ベッドに座り込んだまま、伏せた視線をそこに落とし、不意に"彼女"の言葉が脳裏をかすめた。
ーー「返しちゃったの。別れた時に」
ーー「持ってても、仕方ないから」
今から五年前の、彼女の二十六歳の誕生日。
指輪をプレゼントとしてあげた翌日、その言葉を聞いた。
自分と付き合う前の、いわゆる元カレからは指輪を貰わなかったのか、という疑問に対しての返答だ。
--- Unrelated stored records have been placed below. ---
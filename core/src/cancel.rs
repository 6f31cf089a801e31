//! Cancellation and deadlines for a blocking orchestration run.
//!
//! A `CancelToken` is shared between the thread running the retry loop and
//! whoever may want to stop it. Clones share the cancelled flag; a deadline is
//! attached per clone with [`CancelToken::with_deadline`].

use std::fmt;
use std::sync::Arc;
use std::thread;
use std::time::{Duration, Instant};

use parking_lot::{Condvar, Mutex};

/// Why a run stopped early.
#[derive(Debug, Clone, Copy, PartialEq, Eq)]
pub enum CancelReason {
    Cancelled,
    DeadlineExceeded,
}

impl fmt::Display for CancelReason {
    fn fmt(&self, f: &mut fmt::Formatter<'_>) -> fmt::Result {
        match self {
            CancelReason::Cancelled => write!(f, "cancelled by caller"),
            CancelReason::DeadlineExceeded => write!(f, "deadline exceeded"),
        }
    }
}

#[derive(Debug, Default)]
struct Inner {
    cancelled: Mutex<bool>,
    wake: Condvar,
}

#[derive(Debug, Clone, Default)]
pub struct CancelToken {
    inner: Arc<Inner>,
    deadline: Option<Instant>,
}

impl CancelToken {
    pub fn new() -> Self {
        Self::default()
    }

    /// Attach a deadline. An earlier existing deadline is kept.
    pub fn with_deadline(mut self, deadline: Instant) -> Self {
        self.deadline = Some(match self.deadline {
            Some(existing) => existing.min(deadline),
            None => deadline,
        });
        self
    }

    pub fn with_timeout(self, timeout: Duration) -> Self {
        self.with_deadline(Instant::now() + timeout)
    }

    pub fn deadline(&self) -> Option<Instant> {
        self.deadline
    }

    pub fn cancel(&self) {
        let mut cancelled = self.inner.cancelled.lock();
        *cancelled = true;
        self.inner.wake.notify_all();
    }

    pub fn is_cancelled(&self) -> bool {
        *self.inner.cancelled.lock()
    }

    /// `Err` once the token is cancelled or its deadline has passed.
    pub fn check(&self) -> Result<(), CancelReason> {
        if self.is_cancelled() {
            return Err(CancelReason::Cancelled);
        }
        match self.deadline {
            Some(deadline) if Instant::now() >= deadline => Err(CancelReason::DeadlineExceeded),
            _ => Ok(()),
        }
    }

    /// Time left before the deadline, `None` if there is no deadline.
    pub fn remaining(&self) -> Option<Duration> {
        self.deadline
            .map(|deadline| deadline.saturating_duration_since(Instant::now()))
    }

    /// Block for `duration` unless cancelled first.
    ///
    /// Returns `DeadlineExceeded` straight away when the deadline would pass
    /// before the sleep ends, since nothing useful can follow it.
    pub fn sleep(&self, duration: Duration) -> Result<(), CancelReason> {
        let wake_at = Instant::now() + duration;
        if matches!(self.deadline, Some(deadline) if deadline <= wake_at) {
            self.check()?;
            return Err(CancelReason::DeadlineExceeded);
        }

        let mut cancelled = self.inner.cancelled.lock();
        loop {
            if *cancelled {
                return Err(CancelReason::Cancelled);
            }
            if Instant::now() >= wake_at {
                return Ok(());
            }
            // Spurious wakeups land back at the top of the loop.
            self.inner.wake.wait_until(&mut cancelled, wake_at);
        }
    }

    /// Run `work` on a helper thread and wait for it, giving up as soon as the
    /// token is cancelled or its deadline passes.
    ///
    /// An abandoned helper keeps running until `work` returns; its result is
    /// dropped. If no thread can be spawned, `work` runs on the caller's thread.
    pub fn run<T, F>(&self, work: F) -> Result<T, CancelReason>
    where
        F: FnOnce() -> T + Send + 'static,
        T: Send + 'static,
    {
        self.check()?;

        let handoff = Arc::new(Handoff {
            work: Mutex::new(Some(work)),
            value: Mutex::new(None),
        });
        let worker = Arc::clone(&handoff);
        let inner = Arc::clone(&self.inner);
        let spawned = thread::Builder::new()
            .name("cancellable-work".to_string())
            .spawn(move || {
                let Some(work) = worker.work.lock().take() else {
                    return;
                };
                let value = work();
                *worker.value.lock() = Some(value);
                // Notify under the flag lock so the waiter cannot miss it.
                let _cancelled = inner.cancelled.lock();
                inner.wake.notify_all();
            });

        if spawned.is_err() {
            let work = handoff.work.lock().take();
            // The closure never ran, so the work is still in the slot.
            let value = work.map(|work| work()).ok_or(CancelReason::Cancelled)?;
            self.check()?;
            return Ok(value);
        }

        let mut cancelled = self.inner.cancelled.lock();
        loop {
            if *cancelled {
                return Err(CancelReason::Cancelled);
            }
            if matches!(self.deadline, Some(deadline) if Instant::now() >= deadline) {
                return Err(CancelReason::DeadlineExceeded);
            }
            if let Some(value) = handoff.value.lock().take() {
                return Ok(value);
            }
            match self.deadline {
                Some(deadline) => {
                    self.inner.wake.wait_until(&mut cancelled, deadline);
                }
                None => self.inner.wake.wait(&mut cancelled),
            }
        }
    }

    /// A guard that cancels this token when dropped, unless disarmed.
    pub fn drop_guard(&self) -> DropGuard {
        DropGuard {
            token: Some(self.clone()),
        }
    }
}

struct Handoff<F, T> {
    work: Mutex<Option<F>>,
    value: Mutex<Option<T>>,
}

/// Cancels its token on drop. Used to stop a blocking run when the async task
/// that spawned it goes away.
#[derive(Debug)]
pub struct DropGuard {
    token: Option<CancelToken>,
}

impl DropGuard {
    pub fn disarm(mut self) -> CancelToken {
        // Always `Some` until drop.
        self.token.take().unwrap_or_default()
    }
}

impl Drop for DropGuard {
    fn drop(&mut self) {
        if let Some(token) = self.token.take() {
            token.cancel();
        }
    }
}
僕はスッと立ち上がると拳を握り締め、ゴミ箱の前でその手を振り上げる。
そこでいつも躊躇うのだ。
棄てた所できっと意味は無い、何も変わらない、と。
手から力が抜け、キン、と床へ跳ね返る金属音を、ぼんやりとした意識で聞いていた。
この指輪を見ても、もう涙すら浮かばなくなった。多分、五年の歳月がそうさせたのだ。
「……ハハっ」
片手で頭を抱え込み、冷笑がもれた。
落ちた指輪を拾い、僕は今日も思う。
どうして忘れられないのだろう、と。
今やFAVORITEのHinokiとして、名を上げているのに、たった一人の女性に、何故いつまでも縛られているのだ、と。
八つ上の幸子はもう三十一歳だ。
既に結婚して家庭を持ち、子供がいても何ら不思議ではない。
どう足掻いても、二度と交わる事の無い日常だ。
だから、今更会いたい、などと。思う事がおかしいんだ。